(Data items)

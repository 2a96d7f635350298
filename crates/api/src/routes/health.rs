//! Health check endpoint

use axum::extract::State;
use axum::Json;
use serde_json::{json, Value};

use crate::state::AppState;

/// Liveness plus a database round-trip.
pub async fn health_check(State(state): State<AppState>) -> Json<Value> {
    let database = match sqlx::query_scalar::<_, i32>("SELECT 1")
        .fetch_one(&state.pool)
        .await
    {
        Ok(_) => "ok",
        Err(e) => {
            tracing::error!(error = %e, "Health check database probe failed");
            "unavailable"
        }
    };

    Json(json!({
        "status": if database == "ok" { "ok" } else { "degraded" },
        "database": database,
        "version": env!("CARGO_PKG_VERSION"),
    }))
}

WORK INSTRUCTIONS: Repeat word for word the lines above that run from the line containing "filename crates/api/src/routes/health.rs" through the line containing "a database round-trip.", both ends included, and nothing else.

YOUR SOLUTION:
filename crates/api/src/routes/health.rs
//! Health check endpoint

use axum::extract::State;
use axum::Json;
use serde_json::{json, Value};

use crate::state::AppState;

/// Liveness plus a database round-trip.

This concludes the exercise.